Thanks Hugh. Great comment (no sarcasm implied). I’ll keep my eye on our own bond tenders a bit more closely (if I can figure out how to)
Everything I’ve read in this comments section makes me think I should just go all in on bitcoin.
You’re not the only one Pauly.
But self-restraint is a virtue.
As long as you can accept the volatility as it’s had a huge run-up recently. Could be some decent falls around the corner. And are willing to give it a few years to establish itself fully. DCA is probably a better option than all-in.
I don’t really give a sh1t one way or the other. My partner and I need a roof over heads, we got our money together, looked around and bought a nice place. The previous, current and future state of the market don’t really matter to us. We wanted to pay cash for a place, but we ended up getting a small mortgage that we’ll pay off in 4 years. Prices may go up or down, interest rates may go up or down, we don’t care. We have a place to live where we can’t be kicked out because the owner decided to sell to somebody else, and where we don’t have to let somebody in to inspect it every 6 months, and that has more than a postage stamp back yard overlooked by the neighbours.
I hope house prices fall for the good of the people of this country, particularly the young. I think it will happen one day, but I’m not optimistic that it will be in the next year or so. Still, the end of Job Keeper is going to result in Interesting Times(tm).
They won’t fall in nominal terms – the political class will not allow it.
Inflation will take hold in time which will impact real values. I plan to load up on as much debt as possible now while it’s cheap and let the value of the debt be inflated away over the next 15 years or so.

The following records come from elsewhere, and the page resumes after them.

//! Offline store trait and SQLite implementation.

use async_trait::async_trait;
use chrono::{DateTime, Duration, Utc};
use color_eyre::{eyre::eyre, Result};
use rand::Rng;
use rusqlite::{params, Connection, OptionalExtension};
use serde::{de::DeserializeOwned, Serialize};
use std::path::Path;
use tracing::{debug, warn};

use super::traits::Content;
use crate::db::schema::SCHEMA_VERSION;
use crate::db::Database;
use crate::remote::ErrorKind;

/// How an offline item came to exist.
#[derive(Debug, Clone, Copy, PartialEq, Eq)]
pub enum Origin {
  /// Written by first-run seeding
  Seed,
  /// Written after a successful network fetch
  Fetched,
}

impl Origin {
  fn as_str(&self) -> &'static str {
    match self {
      Origin::Seed => "seed",
      Origin::Fetched => "fetched",
    }
  }

  fn parse(s: &str) -> Option<Self> {
    match s {
      "seed" => Some(Origin::Seed),
      "fetched" => Some(Origin::Fetched),
      _ => None,
    }
  }
}

/// A durable payload record. Replaced whole by identifier, never patched.
#[derive(Debug, Clone, PartialEq)]
pub struct OfflineItem<T> {
  pub identifier: String,
  /// Normalized kind of content; lookups never cross kinds
  pub kind: String,
  /// Normalized topic used for keyed lookup
  pub topic: Option<String>,
  pub payload: T,
  pub created_at: DateTime<Utc>,
  pub origin: Origin,
}

impl<T> OfflineItem<T> {
  pub fn fetched(
    identifier: impl Into<String>,
    kind: impl Into<String>,
    topic: Option<String>,
    payload: T,
  ) -> Self {
    Self {
      identifier: identifier.into(),
      kind: kind.into(),
      topic,
      payload,
      created_at: Utc::now(),
      origin: Origin::Fetched,
    }
  }

  pub fn seed(
    identifier: impl Into<String>,
    kind: impl Into<String>,
    topic: Option<String>,
    payload: T,
  ) -> Self {
    Self {
      origin: Origin::Seed,
      ..Self::fetched(identifier, kind, topic, payload)
    }
  }

  pub fn with_created_at(mut self, created_at: DateTime<Utc>) -> Self {
    self.created_at = created_at;
    self
  }
}

/// Trait for offline storage backends.
///
/// Reading methods skip records that cannot be decoded, or whose payload is
/// not well-formed, instead of failing.
#[async_trait]
pub trait OfflineStorage: Send + Sync + 'static {
  /// Insert items whose identifiers are not yet present. Returns how many were written.
  async fn seed_defaults<T: Content>(&self, items: &[OfflineItem<T>]) -> Result<usize>;

  /// Insert or replace the record for `item.identifier`.
  async fn save<T: Content>(&self, item: &OfflineItem<T>) -> Result<()>;

  /// Get a single item by identifier.
  async fn get<T: Content>(&self, identifier: &str) -> Result<Option<OfflineItem<T>>>;

  /// Every readable item of this content type, oldest first.
  async fn all<T: Content>(&self) -> Result<Vec<OfflineItem<T>>>;

  /// Uniformly random readable item of `kind`.
  async fn random_pick<T: Content>(&self, kind: &str) -> Result<Option<OfflineItem<T>>>;

  /// Uniformly random readable item of `kind` stored under `topic`.
  async fn random_pick_matching<T: Content>(
    &self,
    kind: &str,
    topic: &str,
  ) -> Result<Option<OfflineItem<T>>>;

  /// Delete fetched items created before `now - days`. Returns how many went.
  async fn prune_older_than(&self, days: u32, now: DateTime<Utc>) -> Result<usize>;

  /// Delete everything, seeded defaults included.
  async fn wipe(&self) -> Result<usize>;
}

/// SQLite-based offline storage.
pub struct SqliteStorage {
  db: Database,
}

/// Columns as read from a row, before decoding.
struct RawRecord {
  identifier: String,
  kind: String,
  topic: Option<String>,
  origin: String,
  schema_version: i64,
  data: Vec<u8>,
  created_at: i64,
}

const SELECT_COLUMNS: &str =
  "SELECT identifier, kind, topic, origin, schema_version, data, created_at FROM offline_items";

impl SqliteStorage {
  /// Open storage at the default location.
  pub async fn open_default() -> Result<Self> {
    let path = Database::default_path()?;
    Self::open(&path).await
  }

  /// Open storage at `path`, creating it if needed.
  pub async fn open(path: &Path) -> Result<Self> {
    let db = Database::open(path).await?;
    Ok(Self { db })
  }

  pub fn path(&self) -> &Path {
    self.db.path()
  }

  /// Number of records for this content type, readable or not.
  pub async fn len<T: Content>(&self) -> Result<usize> {
    self
      .db
      .interact(|conn| {
        let count: i64 = conn
          .query_row(
            "SELECT COUNT(*) FROM offline_items WHERE entity_type = ?",
            params![T::entity_type()],
            |row| row.get(0),
          )
          .map_err(|e| eyre!("Failed to count offline items: {}", e))?;
        Ok(count as usize)
      })
      .await
  }

  /// Load a progress document.
  pub async fn load_progress<P>(&self, profile: &str) -> Result<Option<P>>
  where
    P: DeserializeOwned + Send + 'static,
  {
    let profile = profile.to_string();
    self
      .db
      .interact(move |conn| {
        let data: Option<String> = conn
          .query_row(
            "SELECT data FROM progress WHERE profile = ?",
            params![profile],
            |row| row.get(0),
          )
          .optional()
          .map_err(|e| eyre!("Failed to read progress: {}", e))?;

        match data {
          Some(json) => {
            let progress = serde_json::from_str(&json)
              .map_err(|e| eyre!("Failed to parse progress for '{}': {}", profile, e))?;
            Ok(Some(progress))
          }
          None => Ok(None),
        }
      })
      .await
  }

  /// Store a progress document, replacing any previous one.
  pub async fn save_progress<P: Serialize>(&self, profile: &str, progress: &P) -> Result<()> {
    let json =
      serde_json::to_string(progress).map_err(|e| eyre!("Failed to serialize progress: {}", e))?;
    let profile = profile.to_string();
    self
      .db
      .interact(move |conn| {
        conn
          .execute(
            "INSERT OR REPLACE INTO progress (profile, data, updated_at)
             VALUES (?, ?, datetime('now'))",
            params![profile, json],
          )
          .map_err(|e| eyre!("Failed to store progress: {}", e))?;
        Ok(())
      })
      .await
  }

  /// Readable items of this content type, optionally narrowed by kind and topic.
  async fn load_where<T: Content>(
    &self,
    kind: Option<&str>,
    topic: Option<&str>,
  ) -> Result<Vec<OfflineItem<T>>> {
    let kind = kind.map(str::to_string);
    let topic = topic.map(str::to_string);

    self
      .db
      .interact(move |conn| {
        let mut sql = format!("{} WHERE entity_type = ?1", SELECT_COLUMNS);
        if kind.is_some() {
          sql.push_str(" AND kind = ?2");
        }
        if topic.is_some() {
          sql.push_str(" AND topic = ?3");
        }
        sql.push_str(" ORDER BY created_at");

        let mut stmt = conn
          .prepare(&sql)
          .map_err(|e| eyre!("Failed to prepare offline query: {}", e))?;

        let rows: Vec<rusqlite::Result<RawRecord>> = match (&kind, &topic) {
          (Some(k), Some(t)) => stmt.query_map(params![T::entity_type(), k, t], read_raw),
          (Some(k), None) => stmt.query_map(params![T::entity_type(), k], read_raw),
          (None, _) => stmt.query_map(params![T::entity_type()], read_raw),
        }
        .map_err(|e| eyre!("Failed to query offline items: {}", e))?
        .collect();

        Ok(rows.into_iter().filter_map(decode_logged).collect())
      })
      .await
  }
}

fn read_raw(row: &rusqlite::Row<'_>) -> rusqlite::Result<RawRecord> {
  Ok(RawRecord {
    identifier: row.get(0)?,
    kind: row.get(1)?,
    topic: row.get(2)?,
    origin: row.get(3)?,
    schema_version: row.get(4)?,
    data: row.get(5)?,
    created_at: row.get(6)?,
  })
}

/// Decode a record, or log it as corrupt and drop it.
fn decode_logged<T: Content>(row: rusqlite::Result<RawRecord>) -> Option<OfflineItem<T>> {
  let raw = match row {
    Ok(raw) => raw,
    Err(e) => {
      warn!(kind = ?ErrorKind::StoreCorruption, error = %e, "skipping unreadable offline row");
      return None;
    }
  };
  let identifier = raw.identifier.clone();
  match decode(raw) {
    Ok(item) => Some(item),
    Err(reason) => {
      warn!(kind = ?ErrorKind::StoreCorruption, %identifier, %reason, "skipping corrupt offline record");
      None
    }
  }
}

fn decode<T: Content>(raw: RawRecord) -> std::result::Result<OfflineItem<T>, String> {
  if raw.schema_version != SCHEMA_VERSION {
    return Err(format!("unsupported schema version {}", raw.schema_version));
  }
  let origin = Origin::parse(&raw.origin).ok_or_else(|| format!("unknown origin '{}'", raw.origin))?;
  let created_at = DateTime::from_timestamp_millis(raw.created_at)
    .ok_or_else(|| format!("invalid timestamp {}", raw.created_at))?;
  let payload: T = serde_json::from_slice(&raw.data).map_err(|e| e.to_string())?;
  if !payload.is_well_formed() {
    return Err("payload is not well-formed".to_string());
  }

  Ok(OfflineItem {
    identifier: raw.identifier,
    kind: raw.kind,
    topic: raw.topic,
    payload,
    created_at,
    origin,
  })
}

fn write_item<T: Content>(conn: &Connection, verb: &str, item: &OfflineItem<T>) -> Result<usize> {
  let data =
    serde_json::to_vec(&item.payload).map_err(|e| eyre!("Failed to serialize payload: {}", e))?;
  let sql = format!(
    "{} INTO offline_items (entity_type, identifier, kind, topic, origin, schema_version, data, created_at)
     VALUES (?, ?, ?, ?, ?, ?, ?, ?)",
    verb
  );
  conn
    .execute(
      &sql,
      params![
        T::entity_type(),
        item.identifier,
        item.kind,
        item.topic,
        item.origin.as_str(),
        SCHEMA_VERSION,
        data,
        item.created_at.timestamp_millis()
      ],
    )
    .map_err(|e| eyre!("Failed to store offline item {}: {}", item.identifier, e))
}

fn pick<T>(mut items: Vec<T>) -> Option<T> {
  if items.is_empty() {
    return None;
  }
  let idx = rand::rng().random_range(0..items.len());
  Some(items.swap_remove(idx))
}

#[async_trait]
impl OfflineStorage for SqliteStorage {
  async fn seed_defaults<T: Content>(&self, items: &[OfflineItem<T>]) -> Result<usize> {
    let items = items.to_vec();
    self
      .db
      .interact(move |conn| {
        let mut written = 0;
        for item in &items {
          written += write_item(conn, "INSERT OR IGNORE", item)?;
        }
        debug!(written, offered = items.len(), "seed_defaults: done");
        Ok(written)
      })
      .await
  }

  async fn save<T: Content>(&self, item: &OfflineItem<T>) -> Result<()> {
    let item = item.clone();
    self
      .db
      .interact(move |conn| write_item(conn, "INSERT OR REPLACE", &item).map(|_| ()))
      .await
  }

  async fn get<T: Content>(&self, identifier: &str) -> Result<Option<OfflineItem<T>>> {
    let identifier = identifier.to_string();
    let row = self
      .db
      .interact(move |conn| {
        conn
          .query_row(
            &format!("{} WHERE entity_type = ? AND identifier = ?", SELECT_COLUMNS),
            params![T::entity_type(), identifier],
            read_raw,
          )
          .optional()
          .map_err(|e| eyre!("Failed to read offline item {}: {}", identifier, e))
      })
      .await?;

    Ok(row.and_then(|raw| decode_logged(Ok(raw))))
  }

  async fn all<T: Content>(&self) -> Result<Vec<OfflineItem<T>>> {
    self.load_where(None, None).await
  }

  async fn random_pick<T: Content>(&self, kind: &str) -> Result<Option<OfflineItem<T>>> {
    Ok(pick(self.load_where(Some(kind), None).await?))
  }

  async fn random_pick_matching<T: Content>(
    &self,
    kind: &str,
    topic: &str,
  ) -> Result<Option<OfflineItem<T>>> {
    Ok(pick(self.load_where(Some(kind), Some(topic)).await?))
  }

  async fn prune_older_than(&self, days: u32, now: DateTime<Utc>) -> Result<usize> {
    let cutoff = now - Duration::days(i64::from(days));
    self
      .db
      .interact(move |conn| {
        let removed = conn
          .execute(
            "DELETE FROM offline_items WHERE origin = 'fetched' AND created_at < ?",
            params![cutoff.timestamp_millis()],
          )
          .map_err(|e| eyre!("Failed to prune offline items: {}", e))?;
        debug!(removed, days, "prune_older_than: done");
        Ok(removed)
      })
      .await
  }

  async fn wipe(&self) -> Result<usize> {
    self
      .db
      .interact(|conn| {
        conn
          .execute("DELETE FROM offline_items", [])
          .map_err(|e| eyre!("Failed to wipe offline store: {}", e))
      })
      .await
  }
}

Well done LSWCHP! 9 years ago when we bought our house I was in the same boat. House prices were too high then, and they’re too high now, but some things have value that money doesn’t describe. I’ve got lots of equity now, but I could have none in a couple of years if house prices halve. But that’s ok, as long as I keep in a job.
I can’t believe you are using the word ‘affordability’ in that way after what has been written on this site (and the some of the precursors unconventialeconomist.blogspot) for at least the previous decade. Might as well read Domain. ‘Relative affordability’, you might as well get your real estate license and start spruiking.
1.
To me, “affordability” means “how long does it take you to save up to buy a house?”.
NOT “how long does it take you to save 7% of the price of a house, then use government grants to get you up to 10% with your LMI capitalised onto your loan, then keep your head just above water so long as you stay in your job, keep the hours you’re currently working, and your car doesn’t break down for the next 30 years”.
Most people who buy a house today are never going to pay it off in their working life. The bubble has got to pop. The question is “when?”
There’s a saying: There’s only one thing worse than being wrong. That is being right … too early … and then changing your mind.
The real question is what does a pop actually mean. A 30% reduction? Even 50%?
even at 50% someone who has been holding out waiting for the crash since 2012 will have higher prices after the crash than when they started waiting.
Or do you think 90%? That will be greater than great depression level disaster to cause.
1 … can’t stand it when they keep saying “more affordable”
See below
https://www.zerohedge.com/personal-finance/ranked-worlds-least-affordable-cities-buy-home
But at least the cities outside of Sydney and Melbourne are “more affordable” hey UE……. 🤬…. less stupidly expensive in reality ……………. and going to get more stupidly expensive ………….. sigh Australia
The last bear (bcnich) has not capitulated yet. Therefore, property to the moon!